Sãs e salvas, as esculturas estão de prontidão até hoje no hall de entrada da sede atual do Julinho, junto à Praça Piratini, no bairro Santana.
além de pátios e muros
O dia 29 de junho de 1958 foi especial para os brasileiros – na oportunidade, Pelé, Garrincha & Cia. conquistaram para o País, pela primeira vez, a Copa do Mundo de futebol, na Suécia.
Para os julianos, foi mais especial ainda. A data marcou a inauguração do novo prédio do colégio. A construção de três andares marca como poucas a implantação da arquitetura modernista em Porto Alegre. Desde 2016, está tombada como patrimônio histórico da cidade.
O edifício foi projetado pelo casal de arquitetos Demétrio e Enilda Ribeiro com a ideia de integração à paisagem externa. A estrutura sustentada por pilares e paredes envidraçadas, que lhe conferem leveza e transparência, se abre generosamente com suas largas sacadas para a praça, as ruas e os prédios ao redor. De tal modo que o cenário exterior parece fazer parte do ambiente interno do colégio.
Segundo Demétrio Ribeiro (falecido em 2003, aos 87 anos), já ao final da década de 1958 o modelo de escolas enclausuradas em muros e pátios não mais servia.
Em contraponto, ele estava convencido de que a abertura do novo Julinho para a paisagem do lado de fora impediria que os alunos “parassem no tempo e cristalizassem suas opiniões, pois o mundo estaria na porta da sala de aula exigindo mudanças”.
A bem da verdade, o Julinho mostrava-se aberto aos ventos impetuosos da modernidade desde quando funcionava na Avenida João Pessoa.
Léa Teixeira afirma que o tempo em que frequentou a escola contribuiu como nenhum outro período para a sua formação pessoal e intelectual. Antes de pisar pela primeira vez na escola como estudante, em 1949, desfrutava de uma “vida pacata”, típica das moças de classe média de sua época.

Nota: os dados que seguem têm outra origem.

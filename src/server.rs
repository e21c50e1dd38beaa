#![deny(warnings)]

// MCP server implementation

use crate::config::ServerConfig;
use crate::error::{McpError, Result};
use crate::tools::ToolRegistry;
use serde_json::Value;
use std::sync::Arc;
use tokio::sync::RwLock;

const SUPPORTED_PROTOCOL_VERSIONS: &[&str] = &["2024-11-05", "2025-03-26", "2025-06-18", "2025-11-25"];

/// MCP server state
pub struct McpServer {
    /// Tool registry
    tool_registry: Arc<ToolRegistry>,
    /// Initialized flag
    initialized: Arc<RwLock<bool>>,
    allowed_root: String,
}

impl McpServer {
    /// Create a new MCP server confined to the configured root
    pub fn new(config: &ServerConfig) -> Self {
        Self {
            tool_registry: Arc::new(ToolRegistry::new(config.file_ops())),
            initialized: Arc::new(RwLock::new(false)),
            allowed_root: config.allowed_root.as_str().to_string(),
        }
    }

    /// Handle initialize request
    pub async fn handle_initialize(
        &self,
        protocol_version: &str,
        _client_capabilities: &Value,
    ) -> Result<Value> {
        if !SUPPORTED_PROTOCOL_VERSIONS.contains(&protocol_version) {
            return Err(McpError::InvalidProtocolVersion(protocol_version.to_string()).into());
        }

        let capabilities = serde_json::json!({
            "protocolVersion": protocol_version,
            "serverInfo": {
                "name": "confined-fileio-mcp",
                "version": env!("CARGO_PKG_VERSION"),
            },
            "capabilities": {
                "tools": {
                    "listChanged": false,
                },
            },
            "instructions": format!(
                "File tools (read_file, write_file, list_directory) confined to {}. Relative paths resolve against that directory.",
                self.allowed_root
            ),
        });

        Ok(capabilities)
    }

    /// Handle initialized notification
    pub async fn handle_initialized(&self) -> Result<()> {
        let mut initialized = self.initialized.write().await;
        *initialized = true;
        Ok(())
    }

    /// Handle tool call
    pub async fn handle_tool_call(&self, tool_name: &str, arguments: &Value) -> Result<Value> {
        self.tool_registry.execute_tool(tool_name, arguments).await
    }

    /// Handle shutdown request
    pub async fn handle_shutdown(&self) -> Result<()> {
        let mut initialized = self.initialized.write().await;
        *initialized = false;
        Ok(())
    }

    /// List tools in MCP schema format
    pub fn list_tools(&self) -> Value {
        self.tool_registry.list_tools()
    }

    /// Check if server is initialized
    pub async fn is_initialized(&self) -> bool {
        *self.initialized.read().await
    }
}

– O Julinho mudou a minha cabeça, muito mais do que a opção que adotei, anos mais tarde, de trabalhar fora de casa {como professora de Português e Inglês, inclusive no próprio Julinho, a partir de 1958}, que não era comum para as mulheres.
O depoimento de Léa mostra que a vocação do Júlio de Castilhos como palco de liberdade de pensamento e até mesmo de contestação aberta aos poderes constituídos se manifestou muito antes da turbulenta década de 1960.
– De repente, algum aluno subia num banco ou classe no meio do saguão durante o recreio para discursar contra a direção do colégio. Eu ficava abobada, recorda, referindo-se a cenas que presenciou nos anos 1950.
Além da agitação política, o Julinho cedo viveu também uma ebulição cultural e artística.
Léa recorda da figura do jovem ator e diretor Walmor Chagas à frente de uma mesa num canto do pátio externo, concentrado em selecionar o elenco de uma peça teatral em vias de ser montada na escola. Na lembrança dela, Walmor aparece como um rapaz esquálido e um tanto mal-humorado.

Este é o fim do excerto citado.